É difícil imaginar algo que a humanidade queira e busque mais neste momento do que a vacina para a Covid-19, doença causada pelo novo coronavírus.

Há notícias de que uma ou mais dezenas de projetos em busca dessa vacina são desenvolvidos ao redor do mundo, assolado desde dezembro por uma pandemia de Covid-19 – da qual o Brasil é hoje o epicentro –, que já matou centenas de milhares de pessoas, em diferentes países. 

A corrida por um medicamento que nos imunize contra o novo coronavírus mobiliza pesquisadores em várias nações e valores astronômicos. China, Estados Unidos, Reino Unido, Alemanha e Brasil investem nesses estudos.

A China, onde a Covid-19 matou mais de 4 mil pessoas, está prestes a iniciar a segunda fase de desenvolvimento de uma vacina contra a doença, aponta o professor associado da Faculdade de Medicina da Universidade Federal de Minas Gerais (UFMG), infectologista Unaí Tupinambás. Ele acredita que em 18 meses é possível que haja uma vacina disponível.
 
BRASIL
Integrante da equipe brasileira que trabalha em um dos protótipos de vacina para o mesmo fim, o virologista da UFMG e do Centro de Tecnologia em Vacinas da UFMG Flávio da Fonseca acredita, no entanto, que o surgimento de um medicamento desses na China não significará que o Brasil terá acesso a ele com rapidez. Daí a importância, frisa, da vacina que vem sendo desenvolvida em parceria entre a UFMG e a Fundação Oswaldo Cruz (Fiocruz). 

Fonseca pondera que, caso a China, por exemplo, seja pioneira na obtenção de uma vacina eficaz, procurará, primeiro, imunizar seus 1,4 bilhão de habitantes, e os dos países seus parceiros. O virologista não acredita que seja possível a produção de uma vacina em escala capaz de imunizar a população mundial, de mais de 7 bilhões de pessoas, de uma só vez. “Vamos enfrentar fila de anos para receber a vacina. É importante termos uma para oferecer aqui no país”.

A vacina brasileira, revela, deve ficar pronta até 2022. Mas, enquanto os Estados Unidos investem US$ 40 milhões no incentivo à vacina analisada no laboratório Moderna, o apoio financeiro ao medicamento estudado aqui não deve passar de R$ 4 milhões.
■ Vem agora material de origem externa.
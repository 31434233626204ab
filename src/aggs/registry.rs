//! Aggregate registration
//!
//! Every aggregate is an [`AggDefinition`]: a plain function pointer plus the
//! tags the runner dispatches on. Definitions are collected into an
//! [`AggRegistry`] once at startup and never change afterwards.

use crate::aggs::results::AggResults;
use crate::error::{AggError, Result};
use polars::prelude::DataFrame;
use serde::Serialize;

pub type RawAggFn = fn(&DataFrame) -> Result<f64>;
pub type ChunkedAggFn = fn(&DataFrame, bool) -> Result<f64>;
pub type PostAggFn = fn(&AggResults) -> Result<f64>;

/// How an aggregate is computed
#[derive(Clone, Copy)]
pub enum AggKind {
    /// Reduces event rows to a scalar
    Raw(RawAggFn),
    /// Raw aggregate that can also be computed partition by partition
    Chunked(ChunkedAggFn),
    /// Derived from already computed results; `depends_on` lists the keys it reads
    Post {
        func: PostAggFn,
        depends_on: &'static [&'static str],
    },
}

#[derive(Clone, Copy)]
pub struct AggDefinition {
    pub name: &'static str,
    pub source_name: &'static str,
    pub kind: AggKind,
}

impl AggDefinition {
    pub const fn raw(name: &'static str, source_name: &'static str, func: RawAggFn) -> Self {
        Self { name, source_name, kind: AggKind::Raw(func) }
    }

    pub const fn chunked(name: &'static str, source_name: &'static str, func: ChunkedAggFn) -> Self {
        Self { name, source_name, kind: AggKind::Chunked(func) }
    }

    pub const fn post(
        name: &'static str,
        source_name: &'static str,
        depends_on: &'static [&'static str],
        func: PostAggFn,
    ) -> Self {
        Self { name, source_name, kind: AggKind::Post { func, depends_on } }
    }

    pub fn is_post_agg(&self) -> bool {
        matches!(self.kind, AggKind::Post { .. })
    }

    pub fn supports_chunking(&self) -> bool {
        matches!(self.kind, AggKind::Chunked(_))
    }

    pub fn depends_on(&self) -> &'static [&'static str] {
        match self.kind {
            AggKind::Post { depends_on, .. } => depends_on,
            _ => &[],
        }
    }

    pub fn info(&self) -> AggInfo {
        AggInfo {
            name: self.name.to_string(),
            source_name: self.source_name.to_string(),
            is_post_agg: self.is_post_agg(),
            supports_chunking: self.supports_chunking(),
            depends_on: self.depends_on().iter().map(|d| d.to_string()).collect(),
        }
    }
}

impl std::fmt::Debug for AggDefinition {
    fn fmt(&self, f: &mut std::fmt::Formatter<'_>) -> std::fmt::Result {
        f.debug_struct("AggDefinition")
            .field("name", &self.name)
            .field("source_name", &self.source_name)
            .field("is_post_agg", &self.is_post_agg())
            .field("supports_chunking", &self.supports_chunking())
            .finish()
    }
}

/// Serializable view of a definition's tags, used for `--list`
#[derive(Debug, Clone, Serialize)]
pub struct AggInfo {
    pub name: String,
    pub source_name: String,
    pub is_post_agg: bool,
    pub supports_chunking: bool,
    pub depends_on: Vec<String>,
}

/// Aggregate definitions in registration order
#[derive(Debug, Default, Clone)]
pub struct AggRegistry {
    defs: Vec<AggDefinition>,
}

impl AggRegistry {
    pub fn new() -> Self {
        Self::default()
    }

    /// Registry holding every aggregate this crate ships
    pub fn with_defaults() -> Result<Self> {
        let mut registry = Self::new();
        crate::aggs::xrootd::register_xrootd(&mut registry)?;
        Ok(registry)
    }

    pub fn register(&mut self, def: AggDefinition) -> Result<()> {
        if self.get(def.name).is_some() {
            return Err(AggError::DuplicateAgg(def.name.to_string()));
        }
        self.defs.push(def);
        Ok(())
    }

    pub fn get(&self, name: &str) -> Option<&AggDefinition> {
        self.defs.iter().find(|d| d.name == name)
    }

    pub fn iter(&self) -> impl Iterator<Item = &AggDefinition> {
        self.defs.iter()
    }

    pub fn for_source<'a>(&'a self, source_name: &'a str) -> impl Iterator<Item = &'a AggDefinition> {
        self.defs.iter().filter(move |d| d.source_name == source_name)
    }

    pub fn len(&self) -> usize {
        self.defs.len()
    }

    pub fn is_empty(&self) -> bool {
        self.defs.is_empty()
    }
}
use crate::error::{AggError, Result};
use serde::{Deserialize, Serialize};
use std::path::Path;

/// What the runner does when a post-aggregate divides by zero
#[derive(Debug, Clone, Copy, Default, PartialEq, Eq, Serialize, Deserialize)]
#[serde(rename_all = "snake_case")]
pub enum ZeroDenominatorPolicy {
    /// Record `inf`/`NaN` as computed
    #[default]
    Propagate,
    /// Fail the run with `NonFinite`
    Error,
}

#[derive(Debug, Clone, PartialEq, Serialize, Deserialize)]
pub struct AggConfig {
    /// Source tag whose aggregates are run
    #[serde(default = "default_source")]
    pub source: String,

    /// Use the chunked path for aggregates that support it
    #[serde(default)]
    pub chunked: bool,

    #[serde(default)]
    pub zero_denominator: ZeroDenominatorPolicy,
}

fn default_source() -> String {
    crate::aggs::xrootd::SOURCE_NAME.to_string()
}

impl Default for AggConfig {
    fn default() -> Self {
        Self {
            source: default_source(),
            chunked: false,
            zero_denominator: ZeroDenominatorPolicy::default(),
        }
    }
}

impl AggConfig {
    /// Load from a JSON file; missing fields take their defaults
    pub fn load(path: &Path) -> Result<Self> {
        let content = std::fs::read_to_string(path)
            .map_err(|e| AggError::Config(format!("Failed to read {}: {}", path.display(), e)))?;
        Self::from_json(&content)
    }

    pub fn from_json(content: &str) -> Result<Self> {
        serde_json::from_str(content).map_err(|e| AggError::Config(format!("Invalid config: {}", e)))
    }
}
Ainda que parcos, os recursos para o empenho brasileiro rumo à vacina vêm, aponta Fonseca, da mobilização de órgãos de fomento para lidar com a emergência da Covid-19. A Fundação de Amparo à Pesquisa de Minas Gerais (Fapemig) inseriu verbas no início do projeto, há dois meses. A Coordenação de Aperfeiçoamento de Pessoal de Nível Superior (Capes) também, assim como o Ministério da Educação e o Ministério da Ciência, Tecnologia, Inovações e Comunicações (MCTic), que começa a liberar recursos.

SAIBA MAIS
O virologista Flávio da Fonseca destaca a participação do cientista Alexandre Machado, da Fiocruz, expert em vacina para a gripe, em sua equipe de pesquisa da vacina contra a Covid-19. E a tecnologia que Machado detém vai gerar uma vacina contra a gripe tradicional, na qual, por engenharia genética, foi inserido um gene do novo coronavírus, que produz uma proteína do coronavírus. Assim, a vacina brasileira será quimérica, bivalente, imunizando simultaneamente contra gripe e Covid-19.

“Temos alguns indicativos que melhoram as nossas chances, já que nossa metodologia foi testada para outras doenças, embora não tenha chegado ao mercado. Fizemos testes científicos para outras doenças com sucesso científico”, pondera Fonseca.

Ele considera que já é preciso construir fábricas, se preparar para ter condição de produzir doses que atinjam a demanda necessária, de 220 milhões de brasileiros, quando a vacina estiver pronta.

“Hoje, não há no mundo nenhuma doença que demande uma quantidade de doses tão grande, por isso, não podemos esperar, temos que tornar nossas unidades fabris em funcionais, já ir pensando em ativar, entre outras, a fábrica de vacinas da Funed (Fundação Ezequiel Dias, em Belo Horizonte). Nossas fábricas dão conta de produzir, estamos falando de 220 milhões de doses, porque todo mundo vai precisar dessa vacina”, alerta ele.

O infectologista Unaí Tupinambás considera o subfinanciamento do SUS, nos últimos quatro anos, como um dos fatores que vêm dificultando o acesso às vacinas no país. Ele aponta que a emenda constitucional 95 retirou bilhões de reais do SUS, desmanchando equipes das Unidades Básicas onde eram feitas as vacinas. Junto a isso, lamenta, os negacionistas entraram com força, notadamente na França e Alemanha, onde fazem campanha insana contra a vacina. “Estamos vivendo tempos bem difíceis”.